1) Google reduces effort in manually dealing with spam reports because they want a scaleable solution (GoogleGuy reported yesterdays spam reports being countable on one hand).
2) Google implements filter which will most likely result in innocent parties being affected.
3) How will these innocent parties get their PR back? A non scaleable solution of responding to emails?
If spam reports are so few then why can't they be manually handled whilst a filter solution is investigated?
| 11:23 am on Mar 8, 2003 (gmt 0)|
Skibum, it strikes me that ODP editors *could* use this if the effect is to PR0 sites, simply by using the Google Directory at starting at the bottom (when everything is settled down).
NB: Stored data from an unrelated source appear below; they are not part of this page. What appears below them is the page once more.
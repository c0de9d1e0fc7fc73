use super::error::{FieldError, InputSource, field_errors_from};
use super::{InputSchema, Schema};
use serde::{Serialize, de::DeserializeOwned};
use serde_json::Value;
use std::collections::HashSet;
use std::marker::PhantomData;
use validator::Validate;

/// Schema backed by a Rust type deriving `Deserialize` and `Validate`.
///
/// `shape` declares the presence and type of each field `T` reads. The raw
/// value is checked against it first, so every missing or mistyped field is
/// reported at once. `T`'s `validator` constraints then run on the fields
/// that passed, with failed fields replaced by placeholders, so constraint
/// violations are reported alongside shape errors. On success the value is
/// deserialized into `T` and serialized back as the normalized value, so
/// serde defaults and renames take effect.
///
/// Errors are sorted by field path.
///
/// # Example
///
/// ```rust
/// use ledgergate::validation::{Field, InputSchema, Schema, TypedSchema};
/// use serde::{Deserialize, Serialize};
/// use validator::Validate;
///
/// #[derive(Serialize, Deserialize, Validate)]
/// struct CreateVendor {
///     #[validate(length(min = 1, max = 100))]
///     name: String,
///     rank: i64,
/// }
///
/// let schema = TypedSchema::<CreateVendor>::new(
///     Schema::object()
///         .field("name", Field::string())
///         .field("rank", Field::integer()),
/// );
/// let errors = schema.validate(serde_json::json!({"name": ""})).unwrap_err();
/// assert_eq!(errors.len(), 2);
/// ```
pub struct TypedSchema<T> {
    shape: Schema,
    _marker: PhantomData<fn() -> T>,
}

impl<T> TypedSchema<T> {
    pub fn new(shape: Schema) -> Self {
        Self {
            shape,
            _marker: PhantomData,
        }
    }
}

impl<T> InputSchema for TypedSchema<T>
where
    T: DeserializeOwned + Serialize + Validate,
{
    fn validate(&self, raw: Value) -> Result<Value, Vec<FieldError>> {
        self.validate_from(InputSource::Body, raw)
    }

    fn validate_from(&self, source: InputSource, raw: Value) -> Result<Value, Vec<FieldError>> {
        let (mut fields, mut errors) = self.shape.partial(source, &raw).map_err(|e| vec![e])?;

        let failed: HashSet<String> = errors.iter().map(|e| top_level(&e.field).to_string()).collect();
        for name in &failed {
            if let Some(field) = self.shape.get(name) {
                fields.insert(name.clone(), field.placeholder());
            }
        }

        let value = match serde_json::from_value::<T>(Value::Object(fields)) {
            Ok(value) => value,
            Err(_) if !errors.is_empty() => {
                errors.sort_by(|a, b| a.field.cmp(&b.field));
                return Err(errors);
            }
            Err(e) => return Err(vec![FieldError::new("", e.to_string())]),
        };

        if let Err(violations) = value.validate() {
            errors.extend(
                field_errors_from(&violations)
                    .into_iter()
                    .filter(|e| !failed.contains(top_level(&e.field))),
            );
        }

        if errors.is_empty() {
            serde_json::to_value(&value).map_err(|e| vec![FieldError::new("", e.to_string())])
        } else {
            errors.sort_by(|a, b| a.field.cmp(&b.field));
            Err(errors)
        }
    }
}

/// `splits[1].amount` -> `splits`
fn top_level(path: &str) -> &str {
    path.split(['.', '[']).next().unwrap_or(path)
}
//! Account routes: the reference business handlers behind the pipeline.

use super::contracts;
use crate::error::{GateError, Result};
use crate::http::{CreatedResponse, JsonResponse, NoContentResponse, PaginatedData, PaginationQuery, RouteModule};
use crate::pipeline::{Ctx, Gate};
use axum::{
    Json, Router,
    extract::State,
    routing::{get, post},
};
use chrono::{DateTime, Utc};
use serde::{Deserialize, Deserializer, Serialize};
use std::sync::Arc;
use tokio::sync::RwLock;
use uuid::Uuid;

#[derive(Debug, Clone, Copy, PartialEq, Eq, Serialize, Deserialize)]
#[serde(rename_all = "SCREAMING_SNAKE_CASE")]
pub enum AccountType {
    Checking,
    Savings,
    CreditCard,
    Cash,
    Investment,
    Loan,
    Other,
}

#[derive(Debug, Clone, PartialEq, Serialize, Deserialize)]
#[serde(rename_all = "camelCase")]
pub struct Account {
    pub id: Uuid,
    pub organization_id: Uuid,
    pub name: String,
    #[serde(rename = "type")]
    pub account_type: AccountType,
    pub currency: String,
    pub description: Option<String>,
    pub created_at: DateTime<Utc>,
    pub updated_at: DateTime<Utc>,
}

#[derive(Debug, Deserialize)]
struct NewAccount {
    name: String,
    #[serde(rename = "type")]
    account_type: AccountType,
    currency: String,
    #[serde(default)]
    description: Option<String>,
}

/// A partial update. `description` distinguishes absent (keep) from `null` (clear).
#[derive(Debug, Default, Deserialize)]
pub struct AccountPatch {
    #[serde(default)]
    pub name: Option<String>,
    #[serde(default, rename = "type")]
    pub account_type: Option<AccountType>,
    #[serde(default, deserialize_with = "present")]
    pub description: Option<Option<String>>,
}

fn present<'de, D>(deserializer: D) -> std::result::Result<Option<Option<String>>, D::Error>
where
    D: Deserializer<'de>,
{
    Option::<String>::deserialize(deserializer).map(Some)
}

#[derive(Debug, Deserialize)]
#[serde(rename_all = "camelCase")]
struct AccountPath {
    org_id: Uuid,
    account_id: Uuid,
}

/// In-memory account storage, in creation order.
#[derive(Clone, Default)]
pub struct AccountStore {
    accounts: Arc<RwLock<Vec<Account>>>,
}

impl AccountStore {
    pub fn new() -> Self {
        Self::default()
    }

    /// Accounts of one organization, oldest first.
    pub async fn list(&self, org_id: Uuid) -> Vec<Account> {
        self.accounts
            .read()
            .await
            .iter()
            .filter(|a| a.organization_id == org_id)
            .cloned()
            .collect()
    }

    pub async fn insert(&self, account: Account) {
        self.accounts.write().await.push(account);
    }

    /// Looks an account up within its organization. Accounts of other
    /// organizations are not found.
    pub async fn get(&self, org_id: Uuid, id: Uuid) -> Option<Account> {
        self.accounts
            .read()
            .await
            .iter()
            .find(|a| a.id == id && a.organization_id == org_id)
            .cloned()
    }

    pub async fn update(&self, org_id: Uuid, id: Uuid, patch: AccountPatch) -> Option<Account> {
        let mut accounts = self.accounts.write().await;
        let account = accounts
            .iter_mut()
            .find(|a| a.id == id && a.organization_id == org_id)?;
        if let Some(name) = patch.name {
            account.name = name;
        }
        if let Some(account_type) = patch.account_type {
            account.account_type = account_type;
        }
        if let Some(description) = patch.description {
            account.description = description;
        }
        account.updated_at = Utc::now();
        Some(account.clone())
    }

    pub async fn remove(&self, org_id: Uuid, id: Uuid) -> bool {
        let mut accounts = self.accounts.write().await;
        let before = accounts.len();
        accounts.retain(|a| !(a.id == id && a.organization_id == org_id));
        accounts.len() != before
    }
}

/// Mounts the five account routes.
pub struct AccountsModule {
    store: AccountStore,
}

impl AccountsModule {
    pub fn new(store: AccountStore) -> Self {
        Self { store }
    }
}

impl RouteModule for AccountsModule {
    fn routes(&self, gate: &Gate) -> Router {
        Router::new()
            .route(
                "/organizations/{orgId}/accounts",
                gate.guard(get(list_accounts), contracts::list_accounts())
                    .merge(gate.guard(post(create_account), contracts::create_account())),
            )
            .route(
                "/organizations/{orgId}/accounts/{accountId}",
                gate.guard(get(get_account), contracts::get_account())
                    .merge(gate.guard(axum::routing::patch(update_account), contracts::update_account()))
                    .merge(gate.guard(axum::routing::delete(delete_account), contracts::delete_account())),
            )
            .with_state(self.store.clone())
    }
}

fn account_not_found() -> GateError {
    GateError::not_found("Account not found")
}

async fn list_accounts(
    State(store): State<AccountStore>,
    Ctx(ctx): Ctx,
) -> Result<PaginatedData<Account>> {
    let org_id = ctx.require_membership()?.organization_id;
    let page: PaginationQuery = ctx.query_as()?;
    let accounts = store.list(org_id).await;
    Ok(PaginatedData::from_window(accounts, page.limit, page.offset))
}

async fn create_account(
    State(store): State<AccountStore>,
    Ctx(ctx): Ctx,
) -> Result<CreatedResponse<Account>> {
    let membership = ctx.require_membership()?;
    let new: NewAccount = ctx.body_as()?;
    let now = Utc::now();
    let account = Account {
        id: Uuid::new_v4(),
        organization_id: membership.organization_id,
        name: new.name,
        account_type: new.account_type,
        currency: new.currency,
        description: new.description,
        created_at: now,
        updated_at: now,
    };
    store.insert(account.clone()).await;

    tracing::info!(
        account_id = %account.id,
        organization_id = %account.organization_id,
        user_id = %membership.user_id,
        "Account created"
    );

    let location = format!(
        "/organizations/{}/accounts/{}",
        account.organization_id, account.id
    );
    Ok(CreatedResponse::new(account, location))
}

async fn get_account(State(store): State<AccountStore>, Ctx(ctx): Ctx) -> JsonResponse<Account> {
    let path: AccountPath = ctx.params_as()?;
    store
        .get(path.org_id, path.account_id)
        .await
        .map(Json)
        .ok_or_else(account_not_found)
}

async fn update_account(State(store): State<AccountStore>, Ctx(ctx): Ctx) -> JsonResponse<Account> {
    let path: AccountPath = ctx.params_as()?;
    let patch: AccountPatch = ctx.body_as()?;
    store
        .update(path.org_id, path.account_id, patch)
        .await
        .map(Json)
        .ok_or_else(account_not_found)
}

async fn delete_account(State(store): State<AccountStore>, Ctx(ctx): Ctx) -> Result<NoContentResponse> {
    let path: AccountPath = ctx.params_as()?;
    if store.remove(path.org_id, path.account_id).await {
        Ok(NoContentResponse)
    } else {
        Err(account_not_found())
    }
}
| 12:36 pm on Mar 8, 2003 (gmt 0)|
Dafthead.... you ain't so daft after all. That's exactly how I read it, aligned with the fact that under the new 'scalable non-scalable' system innocent parties are badly hit.
| 4:23 pm on Mar 8, 2003 (gmt 0)|
Napoleon and dafthead, we're always very careful with our filters, and test them a lot before we roll them out. I think I said it earlier, but we do check for all the common cases (e.g. a webmaster accidently allows a domain to expire and then registers it again). It takes longer to implement scalable solutions because by definition that means that you don't want to have to worry about innocent parties being affected and needing to write to Google.
| 4:42 pm on Mar 8, 2003 (gmt 0)|
I'm no expert on how domains expire and get re-registered but in the two cases where I've registered a domain it would appear that the email address is the most important entry. Renewals notices are sent to this address.
What would stop somebody re-registering a domain with the old owners name and address etc. but using their own email? Surely this would be hard to detect if your filters allow for expiry and renewal by the same person?
| 5:06 pm on Mar 8, 2003 (gmt 0)|
There's lots of signals to draw on--I wouldn't worry about that. :) Mainly I wanted to mention expired domains to explain why people might see some differences in PR and the number of reported backlinks this month.
| 6:46 pm on Mar 8, 2003 (gmt 0)|
GG, I know you don't like giving this kind of information away, but are you actually registering and discounting individual links, or just applying a PageRank modifier?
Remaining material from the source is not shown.